Ci soffermiamo su questa figura dell’eroe in ginocchio, notandone i particolari (il capo chino, in ombra; le braccia inerti lungo i fianchi; le ragnatele – le sue stesse ragnatele – che ne avvolgono i polsi e sembrano inchiodare l’intera figura a terra), cercando di coglierne il significato, lo stato d’animo del personaggio, quale attraverso questi dettagli l’artista ha cercato di esprimere. L’Uomo Ragno appare come abbattuto dal peso di un enorme dolore, che lo ha colpito nel profondo; la posa in cui è ritratto ce lo mostra raccolto su se stesso, muto, sconsolato. Più che disperazione, la sua figura esprime sconforto, uno sconforto lacerante e totale.
E’ l’immagine di qualcuno che non ha più la minima forza di reagire, né lacrime per piangere; che non ha più voce, né parole per esprimere qualcosa troppo più grande di lui.
Egli è vinto, svuotato, incatenato al suolo. Le ragnatele che ne vincolano le braccia e simbolicamente l’intera figura suggeriscono bene l’idea di un tale, assoluto dolore; in un certo senso paiono quasi gli strumenti di una crocifissione.
Ma non solo. L’eroe è del tutto inerte; e le sua ragnatele, nello stesso momento in cui mostrano di incatenarlo, sono probabilmente la sola cosa che lo trattengono dal cadere in avanti, prono, come senza più vita, quasi come se lui stesso non riuscisse più a credere (o anche volendo non potesse) che da qualche parte dentro di sé sia ancora possibile trovare la forza per rialzarsi…
Ed ecco che, nell’immaginare tutto questo, viene spontaneo, se non obbligatorio, abbandonare il nostro ingenuo candore, e iniziare a supporre che quella raccontata in questo albo non sia propriamente una storia come un’altra. Forse perché è vera.
REALTA’ E FINZIONE
Vera?
Vera una storia raccontata per mezzo di un fumetto?
Vera una storia dove il protagonista è l’Uomo Ragno e dove compaiono, come avremo modo di vedere, numerosi altri strani personaggi all’apparenza super-forti e con indosso bizzarri costumi?
Certo.
In primo luogo, questa storia è vera perché è vero (terribilmente vero) il preciso contesto in cui quei personaggi si muovono, all’interno di questo albo. E assolutamente vere sono le persone che in tale contesto vediamo operare; non le singole persone in sé, ma le categorie di persone rappresentate attraverso le figure dedicate a ciascuna di loro, delineate con tratti semplici, solo apparentemente banali (o “da fumetto”, come a qualcuno potrebbe venire in mente di osservare), invero estremamente efficaci.

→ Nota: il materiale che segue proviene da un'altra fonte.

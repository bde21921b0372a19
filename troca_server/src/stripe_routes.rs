//----------------------------------------------   Payments  ----------------------------------------------------

use actix_web::{get, web, HttpRequest, HttpResponse};
use log::{debug, info, trace, warn};
use stripe_tools::{NewPaymentIntent, StripeApi, WebhookEvent, PAYMENT_INTENT_SUCCEEDED};
use troca_engine::{NegotiationApi, NegotiationDatabase, NegotiationError, UserApi, UserApiError, UserManagement};

use crate::{
    auth::JwtClaims,
    data_objects::{JsonResponse, PaymentIntentResponse},
    errors::ServerError,
    route,
};

/// How many balance transactions the wallet endpoint returns.
const BALANCE_TRANSACTION_LIMIT: u32 = 10;

route!(pay_offer => Post "/offers/{id}/pay" impl NegotiationDatabase, UserManagement);
/// Route handler for initiating the payment of an accepted offer
///
/// Only the offer's sender (the buyer) can pay, and only once the offer is ACCEPTED. The handler looks up the
/// buyer's Stripe customer, creating one on first use, then opens a payment intent for the offer amount tagged
/// with the offer id. The client drives the card flow with the returned `client_secret` and then either polls
/// `confirm-payment` or relies on the webhook to settle the offer.
pub async fn pay_offer<BPay, BUser>(
    claims: JwtClaims,
    path: web::Path<i64>,
    api: web::Data<NegotiationApi<BPay>>,
    users: web::Data<UserApi<BUser>>,
    stripe: web::Data<StripeApi>,
) -> Result<HttpResponse, ServerError>
where
    BPay: NegotiationDatabase,
    BUser: UserManagement,
{
    let offer_id = path.into_inner();
    debug!("💳️ POST pay_offer #{offer_id} by user #{}", claims.sub);
    let offer = api.offer_for_payment(offer_id, claims.sub).await.map_err(|e| {
        debug!("💳️ Offer #{offer_id} is not payable by user #{}. {e}", claims.sub);
        ServerError::from(e)
    })?;
    let customer_id = customer_id_for(claims.sub, users.as_ref(), stripe.as_ref()).await?;
    let intent = stripe.create_payment_intent(NewPaymentIntent::new(offer.amount, &customer_id, offer.id)).await?;
    api.attach_payment_intent(offer.id, &intent.id).await.map_err(|e| {
        debug!("💳️ Could not attach payment intent {} to offer #{offer_id}. {e}", intent.id);
        ServerError::from(e)
    })?;
    info!("💳️ Payment intent {} opened for offer #{offer_id}", intent.id);
    let response = PaymentIntentResponse {
        payment_intent_id: intent.id,
        client_secret: intent.client_secret,
        amount: intent.amount,
        status: intent.status,
    };
    Ok(HttpResponse::Ok().json(response))
}

/// Finds the user's Stripe customer id, registering the user with Stripe on first use.
async fn customer_id_for<B: UserManagement>(
    user_id: i64,
    users: &UserApi<B>,
    stripe: &StripeApi,
) -> Result<String, ServerError> {
    let user = users.user_by_id(user_id).await?.ok_or(UserApiError::UserNotFound(user_id))?;
    if let Some(customer_id) = user.stripe_customer_id {
        trace!("💳️ User #{user_id} is already Stripe customer {customer_id}");
        return Ok(customer_id);
    }
    let customer = stripe.create_customer(&user.name, &user.email).await?;
    users.set_stripe_customer_id(user_id, &customer.id).await.map_err(|e| {
        debug!("💳️ Could not save Stripe customer {} for user #{user_id}. {e}", customer.id);
        ServerError::from(e)
    })?;
    Ok(customer.id)
}

route!(confirm_payment => Post "/offers/{id}/confirm-payment" impl NegotiationDatabase);
/// Route handler for confirming the payment of an offer
///
/// Clients poll this after the card flow. The handler asks Stripe for the payment intent's status; anything
/// other than `succeeded` is a 400 and the offer stays ACCEPTED. On success the offer moves to PAID, which is
/// also what the webhook does, so whichever of the two paths runs first wins and the other finds nothing left
/// to confirm.
pub async fn confirm_payment<B: NegotiationDatabase>(
    claims: JwtClaims,
    path: web::Path<i64>,
    api: web::Data<NegotiationApi<B>>,
    stripe: web::Data<StripeApi>,
) -> Result<HttpResponse, ServerError> {
    let offer_id = path.into_inner();
    debug!("💳️ POST confirm_payment for offer #{offer_id} by user #{}", claims.sub);
    let offer = api.offer_awaiting_confirmation(offer_id).await.map_err(|e| {
        debug!("💳️ Offer #{offer_id} is not awaiting confirmation. {e}");
        ServerError::from(e)
    })?;
    let intent_id = offer.payment_intent_id.as_deref().ok_or(NegotiationError::OfferNotFound)?;
    let intent = stripe.fetch_payment_intent(intent_id).await?;
    if !intent.is_succeeded() {
        debug!("💳️ Payment intent {} for offer #{offer_id} is '{}'", intent.id, intent.status);
        return Err(ServerError::PaymentGatewayError("Payment has not been completed yet".to_string()));
    }
    let offer = api.complete_payment(offer_id).await.map_err(|e| {
        debug!("💳️ Could not complete the payment for offer #{offer_id}. {e}");
        ServerError::from(e)
    })?;
    info!("💳️ Offer #{offer_id} settled via confirm-payment");
    Ok(HttpResponse::Ok().json(offer))
}

route!(stripe_webhook => Post "/webhooks" impl NegotiationDatabase);
/// Route handler for Stripe webhook deliveries
///
/// The signature middleware has already verified the payload against the webhook secret by the time this
/// handler runs. Only `payment_intent.succeeded` events are acted on; the offer id travels in the intent's
/// metadata.
pub async fn stripe_webhook<B: NegotiationDatabase>(
    req: HttpRequest,
    body: web::Json<WebhookEvent>,
    api: web::Data<NegotiationApi<B>>,
) -> HttpResponse {
    trace!("💳️ Received webhook request: {}", req.uri());
    let event = body.into_inner();
    // Webhook responses must always be in 200 range once the signature checks out, otherwise Stripe will retry
    let result = if event.event_type == PAYMENT_INTENT_SUCCEEDED {
        settle_offer_from_event(&event, api.as_ref()).await
    } else {
        debug!("💳️ Ignoring webhook event {} of type {}", event.id, event.event_type);
        JsonResponse::success(format!("Ignoring event type {}", event.event_type))
    };
    HttpResponse::Ok().json(result)
}

async fn settle_offer_from_event<B: NegotiationDatabase>(
    event: &WebhookEvent,
    api: &NegotiationApi<B>,
) -> JsonResponse {
    let intent = match event.payment_intent() {
        Ok(intent) => intent,
        Err(e) => {
            warn!("💳️ Could not read the payment intent in webhook event {}. {e}", event.id);
            return JsonResponse::failure("Malformed payment intent.");
        },
    };
    let Some(offer_id) = intent.offer_id() else {
        warn!("💳️ Payment intent {} carries no offer id. Cannot match it to a negotiation.", intent.id);
        return JsonResponse::failure("No offer id in payment intent metadata.");
    };
    match api.complete_payment(offer_id).await {
        Ok(offer) => {
            info!("💳️ Offer #{} settled by webhook event {}", offer.id, event.id);
            JsonResponse::success("Payment recorded.")
        },
        Err(NegotiationError::OfferNotFound) => {
            info!("💳️ Offer #{offer_id} is not awaiting payment. Nothing to do.");
            JsonResponse::success("Offer already settled.")
        },
        Err(e) => {
            warn!("💳️ Could not record the payment for offer #{offer_id}. {e}");
            JsonResponse::failure("Unexpected error recording payment.")
        },
    }
}

//----------------------------------------------   Wallet  ----------------------------------------------------

#[get("/wallet")]
pub async fn wallet_balance(claims: JwtClaims, stripe: web::Data<StripeApi>) -> Result<HttpResponse, ServerError> {
    debug!("💳️ GET wallet balance for user #{}", claims.sub);
    let balance = stripe.fetch_balance().await?;
    Ok(HttpResponse::Ok().json(balance))
}

#[get("/wallet/transactions")]
pub async fn wallet_transactions(
    claims: JwtClaims,
    stripe: web::Data<StripeApi>,
) -> Result<HttpResponse, ServerError> {
    debug!("💳️ GET wallet transactions for user #{}", claims.sub);
    let transactions = stripe.fetch_balance_transactions(BALANCE_TRANSACTION_LIMIT).await?;
    Ok(HttpResponse::Ok().json(transactions))
}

Figure, e persone, che sono i reali protagonisti di questa storia, dal momento che l’Uomo Ragno e gli altri strani tizi in costume non sono che dei testimoni: voce narrante, l’uno, e semplici punti di riferimento per i lettori, gli altri, il cui scopo è quello di condurre gli abituali od occasionali appassionati dei fumetti a stelle e strisce, attraverso le immagini, nei momenti successivi ad un terrificante fatto di cronaca, rappresentate con grande sensibilità e realismo (ma senza concedere nulla alla ricerca di effetti spettacolari, o quant’altro di puramente artistico che di solito possa far parte di una storia a fumetti, e che qui parrebbe davvero stucchevole, fine a se stesso); e dove lo spazio dedicato alla finzione narrativa è solo il minimo indispensabile per consentire a tali figure di apparire inserite nella scena, e offrire così la loro silenziosa testimonianza.

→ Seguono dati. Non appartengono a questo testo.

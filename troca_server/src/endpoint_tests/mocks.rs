use mockall::mock;
use troca_engine::{
    chat_objects::{ChatDetail, ChatSummary},
    db_types::{Category, Chat, Message, NewOffer, NewProduct, NewUser, Offer, Order, OrderStatus, Product, ProductImage, User},
    traits::{
        CatalogApiError,
        CatalogManagement,
        ChatApiError,
        ChatManagement,
        NegotiationDatabase,
        NegotiationError,
        UserApiError,
        UserManagement,
    },
};

mock! {
    pub UserManager {}
    impl UserManagement for UserManager {
        async fn create_user(&self, user: NewUser) -> Result<User, UserApiError>;
        async fn fetch_user_by_id(&self, id: i64) -> Result<Option<User>, UserApiError>;
        async fn fetch_user_by_email(&self, email: &str) -> Result<Option<User>, UserApiError>;
        async fn set_stripe_customer_id(&self, user_id: i64, customer_id: &str) -> Result<User, UserApiError>;
    }
}

mock! {
    pub CatalogManager {}
    impl CatalogManagement for CatalogManager {
        async fn create_product(&self, product: NewProduct) -> Result<Product, CatalogApiError>;
        async fn fetch_product(&self, id: i64) -> Result<Option<Product>, CatalogApiError>;
        async fn fetch_product_images(&self, product_id: i64) -> Result<Vec<ProductImage>, CatalogApiError>;
        async fn fetch_categories(&self) -> Result<Vec<Category>, CatalogApiError>;
    }
}

mock! {
    pub ChatManager {}
    impl ChatManagement for ChatManager {
        async fn create_chat(&self, product_id: i64, requester: i64, seller: i64) -> Result<(Chat, bool), ChatApiError>;
        async fn fetch_chat_by_id(&self, chat_id: i64, user_id: i64) -> Result<Option<ChatDetail>, ChatApiError>;
        async fn fetch_chats_for_user(&self, user_id: i64, page: i64, limit: i64) -> Result<(Vec<ChatSummary>, i64), ChatApiError>;
        async fn send_message(&self, chat_id: i64, from_user_id: i64, text: &str) -> Result<Message, ChatApiError>;
        async fn fetch_messages(&self, chat_id: i64, user_id: i64) -> Result<Vec<Message>, ChatApiError>;
    }
}

mock! {
    pub NegotiationManager {}
    impl Clone for NegotiationManager {
        fn clone(&self) -> Self;
    }
    impl NegotiationDatabase for NegotiationManager {
        fn url(&self) -> &str;
        async fn insert_offer(&self, offer: NewOffer) -> Result<Offer, NegotiationError>;
        async fn accept_offer(&self, offer_id: i64, user_id: i64) -> Result<(Offer, Order), NegotiationError>;
        async fn decline_offer(&self, offer_id: i64, user_id: i64) -> Result<Offer, NegotiationError>;
        async fn offer_for_payment(&self, offer_id: i64, sender_id: i64) -> Result<Offer, NegotiationError>;
        async fn attach_payment_intent(&self, offer_id: i64, intent_id: &str) -> Result<Offer, NegotiationError>;
        async fn offer_awaiting_confirmation(&self, offer_id: i64) -> Result<Offer, NegotiationError>;
        async fn complete_payment(&self, offer_id: i64) -> Result<Offer, NegotiationError>;
        async fn offer_by_id(&self, offer_id: i64) -> Result<Option<Offer>, NegotiationError>;
        async fn pending_offer_for_chat(&self, chat_id: i64) -> Result<Option<Offer>, NegotiationError>;
        async fn offers_for_user(&self, user_id: i64) -> Result<Vec<Offer>, NegotiationError>;
        async fn order_by_id(&self, order_id: i64) -> Result<Option<Order>, NegotiationError>;
        async fn orders_for_user(&self, user_id: i64) -> Result<Vec<Order>, NegotiationError>;
        async fn update_order_status(&self, order_id: i64, user_id: i64, status: OrderStatus) -> Result<Order, NegotiationError>;
    }
}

Vere, infine, nel senso di autentiche, sono le emozioni, il senso di partecipazione al dolore qui espressi, attraverso i volti di quelle figure, dei personaggi di pura invenzione come di quelli (la maggior parte) delle tante persone comuni che popolano questo albo: vigili del fuoco, agenti di polizia, volontari delle squadre di soccorso, impiegati di banca, uomini e donne qualsiasi sorpresi in un mattino qualsiasi dallo scatenarsi improvviso di una tragedia inimmaginabile, poiché concepita da menti criminali del tutto prive di umanità e di senno.
Il dolore e lo sgomento di quei volti raffigurati sulla carta patinata di un fumetto sono una rappresentazione del nostro stesso dolore, del nostro sgomento di fronte alle immagini terribili di quell’undici settembre, ancor più spaventose perché subito amplificate dal circuito mediatico, giunte in ogni casa bar o ufficio in diretta Tv, quasi come una crudele nemesi, da parte della realtà, nei confronti delle innumerevoli scene di violenza che siamo abituati da così tanto tempo, a veder scorrere sullo schermo, da non farci nemmeno più caso. Questa volta, invece, era tutto vero, assurdamente reale. Anche se non potevamo crederci, non avremmo mai voluto doverci credere, non avremmo mai nemmeno pensato un giorno di doverlo fare.
Già da un po’, com’è ovvio, non possiamo più fingere di non sapere che tipo di storia sia contenuta in questo albo, perché la copertina sia listata a lutto e quale immenso dolore sia a causa di un così abissale sconforto come quello rappresentato dall’immagine dell’Uomo Ragno, di cui parlavamo prima. Il nostro era solo un artifizio, naturalmente, per provare ad immaginare cosa avremmo pensato di fronte a questo albo se fossimo stati del tutto ignari di ogni riferimento o fatto reale in esso contenuto.
Ma è chiaro che non siamo stati in grado di fingere a lungo.
Perché di fronte alla Tv, in quel giorno maledetto e in quelli successivi, c’eravamo anche noi. Abbiamo rivisto decine e decine di volte gli aerei piombare sulle due torri ed esplodere, le fiamme altissime, il volo dei corpi che cadevano giù, il fumo delle torri che collassavano, una dopo l’altra…
E fin dalla prima pagina di questo albo non possiamo nemmeno immaginare di fingere che si stia per leggere una storia di pura invenzione.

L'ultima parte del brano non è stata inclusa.